Want to feel old? Listen up: Dall-E, the deep language model that generates images from text descriptions, was released by OpenAI all the way back in…January 2021. (Who can remember the first Dall-E picture they saw? 🙋‍♀️)

In the wake of Bing’s chatbot Sydney attempting to break up NYT reporter Kevin Roose’s marriage, the hype around image-generating AI Dall-E may feel like a thing of the past.

But while Dall-E (which must be pronounced in the Wall-E voice for full effect) may have passed its spotlight off to Sydney, its application for retail brands remains intact. In the years since Dall-E’s release, we’ve seen it used by everyone from Heinz (ketchup in space, anyone?) to Nestlé (whose French brand La Laitière used Dall-E to turn an iconic Vermeer painting into a scene featuring the yogurt brand’s own milkmaid).

The AI-generated image opportunities for brands don’t stop with traditional marketing campaigns.

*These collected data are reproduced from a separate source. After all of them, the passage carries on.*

//! Sort a picture collection into `<Shape>/<Size>/Art<n>` folders ordered by
//! dominant color, dropping byte-identical duplicates along the way.

pub mod core;
pub mod pipeline;
pub mod services;

pub use crate::core::{Classifier, GroupKey, ImageProfile, SortConfig};
pub use crate::pipeline::{RunOptions, RunOutcome, RunSummary};
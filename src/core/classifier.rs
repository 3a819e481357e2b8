use crate::core::config::{LowPolicy, SortConfig};
use crate::core::profile::{ImageProfile, Size};
use serde::{Deserialize, Serialize};
use std::fmt;
use std::path::PathBuf;
use thiserror::Error;

#[derive(Debug, Error)]
pub enum ClassifyError {
    #[error("{} ({size}) matches no {axis} group", .path.display())]
    UnclassifiedImage {
        path: PathBuf,
        size: Size,
        axis: &'static str,
    },
}

#[derive(Debug, Clone, Copy, PartialEq, Eq, PartialOrd, Ord, Hash, Serialize, Deserialize)]
pub enum ShapeLabel {
    Vertical,
    Square,
    Horizontal,
}

impl ShapeLabel {
    pub const ALL: [ShapeLabel; 3] = [Self::Vertical, Self::Square, Self::Horizontal];

    pub fn as_str(self) -> &'static str {
        match self {
            Self::Vertical => "Vertical",
            Self::Square => "Square",
            Self::Horizontal => "Horizontal",
        }
    }
}

impl fmt::Display for ShapeLabel {
    fn fmt(&self, f: &mut fmt::Formatter<'_>) -> fmt::Result {
        f.write_str(self.as_str())
    }
}

#[derive(Debug, Clone, Copy, PartialEq, Eq, PartialOrd, Ord, Hash, Serialize, Deserialize)]
pub enum SizeLabel {
    Low,
    Middle,
    High,
}

impl SizeLabel {
    pub const ALL: [SizeLabel; 3] = [Self::Low, Self::Middle, Self::High];

    pub fn as_str(self) -> &'static str {
        match self {
            Self::Low => "Low",
            Self::Middle => "Middle",
            Self::High => "High",
        }
    }
}

impl fmt::Display for SizeLabel {
    fn fmt(&self, f: &mut fmt::Formatter<'_>) -> fmt::Result {
        f.write_str(self.as_str())
    }
}

/// Output bucket of an image: shape first, then size tier.
#[derive(Debug, Clone, Copy, PartialEq, Eq, PartialOrd, Ord, Hash, Serialize, Deserialize)]
pub struct GroupKey {
    pub shape: ShapeLabel,
    pub size: SizeLabel,
}

impl GroupKey {
    pub fn new(shape: ShapeLabel, size: SizeLabel) -> Self {
        Self { shape, size }
    }

    /// All nine keys in output order.
    pub fn all() -> impl Iterator<Item = GroupKey> {
        ShapeLabel::ALL.into_iter().flat_map(|shape| {
            SizeLabel::ALL
                .into_iter()
                .map(move |size| GroupKey::new(shape, size))
        })
    }

    /// `<Shape>/<Size>` below the output root.
    pub fn relative_dir(&self) -> PathBuf {
        PathBuf::from(self.shape.as_str()).join(self.size.as_str())
    }
}

impl fmt::Display for GroupKey {
    fn fmt(&self, f: &mut fmt::Formatter<'_>) -> fmt::Result {
        write!(f, "{}/{}", self.shape, self.size)
    }
}

pub type Predicate = fn(Size) -> bool;

pub fn is_vertical(size: Size) -> bool {
    size.aspect_ratio() <= 0.9
}

pub fn is_square(size: Size) -> bool {
    let ratio = size.aspect_ratio();
    ratio > 0.9 && ratio < 1.1
}

pub fn is_horizontal(size: Size) -> bool {
    size.aspect_ratio() >= 1.1
}

pub fn is_high(Size { width, height }: Size) -> bool {
    (width >= 1900 && height >= 1000) || (width >= 1000 && height >= 1900)
}

pub fn is_middle(size: Size) -> bool {
    !is_high(size) && size.width >= 600 && size.height >= 600
}

pub fn is_low_complement(size: Size) -> bool {
    !is_high(size) && !is_middle(size)
}

pub fn is_low_literal(size: Size) -> bool {
    !is_high(size) && size.width < 600 && size.height < 600
}

/// Ordered predicate lists; the first matching label wins on each axis.
#[derive(Debug, Clone)]
pub struct Classifier {
    shapes: Vec<(ShapeLabel, Predicate)>,
    sizes: Vec<(SizeLabel, Predicate)>,
}

impl Classifier {
    pub fn new(low_policy: LowPolicy) -> Self {
        let low: Predicate = match low_policy {
            LowPolicy::Complement => is_low_complement,
            LowPolicy::Literal => is_low_literal,
        };

        Self {
            shapes: vec![
                (ShapeLabel::Vertical, is_vertical),
                (ShapeLabel::Square, is_square),
                (ShapeLabel::Horizontal, is_horizontal),
            ],
            sizes: vec![
                (SizeLabel::Low, low),
                (SizeLabel::Middle, is_middle),
                (SizeLabel::High, is_high),
            ],
        }
    }

    pub fn from_config(config: &SortConfig) -> Self {
        Self::new(config.low_policy)
    }

    pub fn shape_of(&self, size: Size) -> Option<ShapeLabel> {
        if size.is_degenerate() {
            return None;
        }
        self.shapes
            .iter()
            .find(|(_, predicate)| predicate(size))
            .map(|(label, _)| *label)
    }

    pub fn size_of(&self, size: Size) -> Option<SizeLabel> {
        if size.is_degenerate() {
            return None;
        }
        self.sizes
            .iter()
            .find(|(_, predicate)| predicate(size))
            .map(|(label, _)| *label)
    }

    pub fn classify(&self, profile: &ImageProfile) -> Result<GroupKey, ClassifyError> {
        let unclassified = |axis| ClassifyError::UnclassifiedImage {
            path: profile.path.clone(),
            size: profile.size,
            axis,
        };

        let shape = self
            .shape_of(profile.size)
            .ok_or_else(|| unclassified("shape"))?;
        let size = self
            .size_of(profile.size)
            .ok_or_else(|| unclassified("size"))?;
        Ok(GroupKey::new(shape, size))
    }

    /// Split profiles into classified pairs and failures, keeping input order.
    pub fn classify_all(
        &self,
        profiles: Vec<ImageProfile>,
    ) -> (Vec<(GroupKey, ImageProfile)>, Vec<ClassifyError>) {
        let mut classified = Vec::with_capacity(profiles.len());
        let mut unclassified = Vec::new();

        for profile in profiles {
            match self.classify(&profile) {
                Ok(key) => classified.push((key, profile)),
                Err(err) => unclassified.push(err),
            }
        }

        (classified, unclassified)
    }
}

impl Default for Classifier {
    fn default() -> Self {
        Self::new(LowPolicy::default())
    }
}
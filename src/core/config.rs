use clap::ValueEnum;
use serde::{Deserialize, Serialize};

/// Lower bound of the packed-color range the histogram accepts (exclusive).
pub const PACKED_RANGE_MIN: i32 = -15_000_000;
/// Upper bound of the packed-color range the histogram accepts (exclusive).
pub const PACKED_RANGE_MAX: i32 = -8_000_000;

/// Per-pixel value fed into the color histogram.
#[derive(Debug, Clone, Copy, PartialEq, Eq, Serialize, Deserialize)]
pub enum ColorMetric {
    /// Mean packed ARGB over a `2r x 2r` window around the pixel
    BlurredArgb,
    /// Packed ARGB of the pixel itself
    Argb,
    /// Hue angle in whole degrees
    Hue,
}

impl ColorMetric {
    /// Whether observations are restricted to the plausible packed-color range.
    pub fn uses_range_filter(self) -> bool {
        !matches!(self, ColorMetric::Hue)
    }
}

/// How the `Low` size tier is defined.
#[derive(Debug, Clone, Copy, PartialEq, Eq, Default, Serialize, Deserialize, ValueEnum)]
pub enum LowPolicy {
    /// Everything that is neither High nor Middle
    #[default]
    Complement,
    /// Only images with both sides under 600 px
    Literal,
}

/// Built-in threshold sets.
#[derive(Debug, Clone, Copy, PartialEq, Eq, Default, Serialize, Deserialize, ValueEnum)]
pub enum Preset {
    /// Local-average packed colors on a 1/6 downscale
    #[default]
    Blurred,
    /// Raw packed colors on a 1/4 downscale
    Packed,
    /// Hue angles on a 1/4 downscale
    Hue,
}

/// Thresholds and choices driving one classification run.
#[derive(Debug, Clone, PartialEq, Eq, Serialize, Deserialize)]
pub struct SortConfig {
    pub max_color_difference: i32,
    pub blur_radius: u32,
    pub min_size: u32,
    /// Downscale divisor applied to both sides before sampling
    pub reduction: u32,
    pub metric: ColorMetric,
    pub low_policy: LowPolicy,
}

impl SortConfig {
    pub fn from_preset(preset: Preset) -> Self {
        match preset {
            Preset::Blurred => Self {
                max_color_difference: 10,
                blur_radius: 2,
                min_size: 6,
                reduction: 6,
                metric: ColorMetric::BlurredArgb,
                low_policy: LowPolicy::Complement,
            },
            Preset::Packed => Self {
                max_color_difference: 20,
                blur_radius: 0,
                min_size: 4,
                reduction: 4,
                metric: ColorMetric::Argb,
                low_policy: LowPolicy::Complement,
            },
            Preset::Hue => Self {
                max_color_difference: 10,
                blur_radius: 0,
                min_size: 4,
                reduction: 4,
                metric: ColorMetric::Hue,
                low_policy: LowPolicy::Complement,
            },
        }
    }

    pub fn with_low_policy(mut self, low_policy: LowPolicy) -> Self {
        self.low_policy = low_policy;
        self
    }

    /// Smallest width and height an image may have before sampling.
    pub fn required_side(&self) -> u32 {
        (self.min_size + 2 * self.blur_radius).max(self.reduction.max(1))
    }

    /// Pixels skipped on every edge of the downscaled grid.
    pub fn margin(&self) -> u32 {
        self.blur_radius
    }
}

impl Default for SortConfig {
    fn default() -> Self {
        Self::from_preset(Preset::default())
    }
}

Earlier this month, virtual avatar creator Ready Player Me (whose brand partners have included L’Oréal, Adidas, and Calvin Klein, and whose avatars can be used across multiple virtual worlds) made moves to bring generative AI to brands in the metaverse, and to change the face of digital fashion.

Ready Player Me’s latest feature (still in experimentation mode) uses Dall-E to customize and stylize clothing items for avatars used across virtual worlds.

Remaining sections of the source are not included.